NCT number NCT02718755
Other study ID # 2015-0807
Secondary ID NCI-2016-00691
Status Withdrawn
Phase Phase 2
First received
Last updated
Start date May 2018
Est. completion date May 2022

Study information

Verified date June 2018
Source M.D. Anderson Cancer Center
Contact n/a
Is FDA regulated No
Health authority
Study type Interventional

Clinical Trial Summary

The goal of this clinical research study is to learn if fludarabine, cytarabine (ARA-C), and erwinase (also known as asparaginase [erwinia]) in combination can help to control relapsed or refractory hematologic malignancies. The safety of these drugs will also be studied.


Description:

Study Drug Administration:

Each cycle is 28 days.

If participant is found to be eligible to take part in this study, they will receive treatment in 2 phases: Induction and Consolidation.

All participants will receive the same dose level of fludarabine, cytarabine, and erwinase. If the doctor thinks it is needed, the study drug doses may be reduced.

Induction Phase:

Participant will receive 1-2 cycles during the Induction phase.

On Days 1-5, participant will receive fludarabine by vein over about 30 minutes and cytarabine by vein over about 2 hours.

On Days 1-7, participant will receive erwinase by vein over about 2 hours or as an injection into the muscle.

If the disease does not respond during Cycle 1, participant may be allowed to receive an additional Induction cycle. If the disease does respond to Induction, participant can move to the Consolidation phase.

Consolidation Phase:

Participant will receive up to 3 cycles during the Consolidation phase.

On Days 1-4, participant will receive fludarabine by vein over about 30 minutes and cytarabine by vein over about 2 hours. If the doctor thinks it is needed, this may be reduced to Days 1-3.

On Day 1 and then every other day for 15 days (3, 5, 7 and so on), participant will receive erwinase by vein over about 2 hours or as an injection into the muscle.

Study Visits:

On Day 1 (± 3 days) of every cycle, participant will have a physical exam.

Induction Cycle(s):

Every week, blood (about 2-3 teaspoons) will be drawn for routine tests.
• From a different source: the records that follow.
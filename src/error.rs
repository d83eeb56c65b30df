use thiserror::Error;

/// Failures that end a run (or a notifier attempt) as a whole.
///
/// Per-cell date parse failures are deliberately absent: those are absorbed by
/// the coercer and only show up in its report.
#[derive(Debug, Error)]
pub enum AuctionError {
    #[error("no file matching `{pattern}`")]
    NoSourceFound { pattern: String },

    #[error("required column `{column}` not found")]
    MissingRequiredColumn { column: String },

    #[error("headers collapse to the same column `{column}`")]
    DuplicateColumn { column: String },

    #[error("invalid day range: low {low} > high {high}")]
    InvalidRange { low: i64, high: i64 },

    #[error("invalid notifier configuration: {0}")]
    InvalidConfiguration(String),

    #[error("delivery failed: {0}")]
    DeliveryFailure(String),
}

impl AuctionError {
    /// Pull an `AuctionError` back out of an `anyhow` chain.
    pub fn find(err: &anyhow::Error) -> Option<&AuctionError> {
        err.chain().find_map(|e| e.downcast_ref::<AuctionError>())
    }
}
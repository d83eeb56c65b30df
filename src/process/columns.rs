use anyhow::Result;
use std::collections::HashSet;

use crate::error::AuctionError;

/// Canonical form of a header: trimmed, whitespace → `_`, lowercased.
///
/// `" Date of Auction "` becomes `"date_of_auction"`. Applying it twice gives
/// the same result as applying it once.
pub fn normalize_header(raw: &str) -> String {
    raw.trim()
        .chars()
        .map(|c| if c.is_whitespace() { '_' } else { c })
        .flat_map(char::to_lowercase)
        .collect()
}

/// Normalize a whole header row. Two raw headers landing on the same
/// canonical name is rejected rather than silently dropping a column.
pub fn normalize_headers(headers: &[String]) -> Result<Vec<String>> {
    let mut seen = HashSet::with_capacity(headers.len());
    let mut out = Vec::with_capacity(headers.len());
    for raw in headers {
        let name = normalize_header(raw);
        if !seen.insert(name.clone()) {
            return Err(AuctionError::DuplicateColumn { column: name }.into());
        }
        out.push(name);
    }
    Ok(out)
}
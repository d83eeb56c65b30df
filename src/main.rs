use anyhow::Result;
use auctionwatch::{
    config::Settings, error::AuctionError, locate::GlobLocator, process::pipeline, telemetry,
};
use chrono::Local;
use std::process::ExitCode;
use tracing::{info, warn};

fn main() -> Result<ExitCode> {
    // ─── 1) init logging ─────────────────────────────────────────────
    telemetry::init("info");
    info!("startup");

    // ─── 2) settings + reference date (fixed for the whole run) ──────
    let settings = Settings::load()?;
    let today = Local::now().date_naive();
    let locator = GlobLocator::new(&settings.exports_dir);

    // ─── 3) normalize → coerce → derive → emit ───────────────────────
    match pipeline::run(&locator, &settings, today) {
        Ok(out) => {
            info!(
                source = %out.source.display(),
                snapshot = %out.snapshot.display(),
                rows = out.rows,
                unparsable_dates = out.report.unparsable_total(),
                "processed data saved"
            );
            Ok(ExitCode::SUCCESS)
        }
        Err(e) => match AuctionError::find(&e) {
            // nothing to do yet; the next scheduled run tries again
            Some(AuctionError::NoSourceFound { pattern }) => {
                warn!(
                    "no exports matching {} in {}",
                    pattern,
                    settings.exports_dir.display()
                );
                Ok(ExitCode::SUCCESS)
            }
            // already logged by the pipeline
            _ => Ok(ExitCode::FAILURE),
        },
    }
}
On Days 1, 8, 9, and 12 of Cycle 1:

- Blood (about 1-2 teaspoons) will be drawn for routine, biomarker, and pharmacodynamic (PD) testing. Biomarkers are found in the blood/tissue and may be related to how the leukemia reacts to the study drug. PD testing measures how the level of study drug in participant's body may affect the disease.

- On Days 9 and 12 only, blood (about 1-2 teaspoons) will be drawn for pharmacokinetic (PK) testing. PK testing measures the amount of study drug in the body at different time points.

On Day 7 of Cycle 1, blood (about 1-2 teaspoons each time) will be drawn for PK testing before the dose and then 8 more times over the next 24 hours after the dose. Some of these blood samples will also be used for antibody testing. Antibodies are created by the immune system and may attack foreign cells or substances, such as the study drug.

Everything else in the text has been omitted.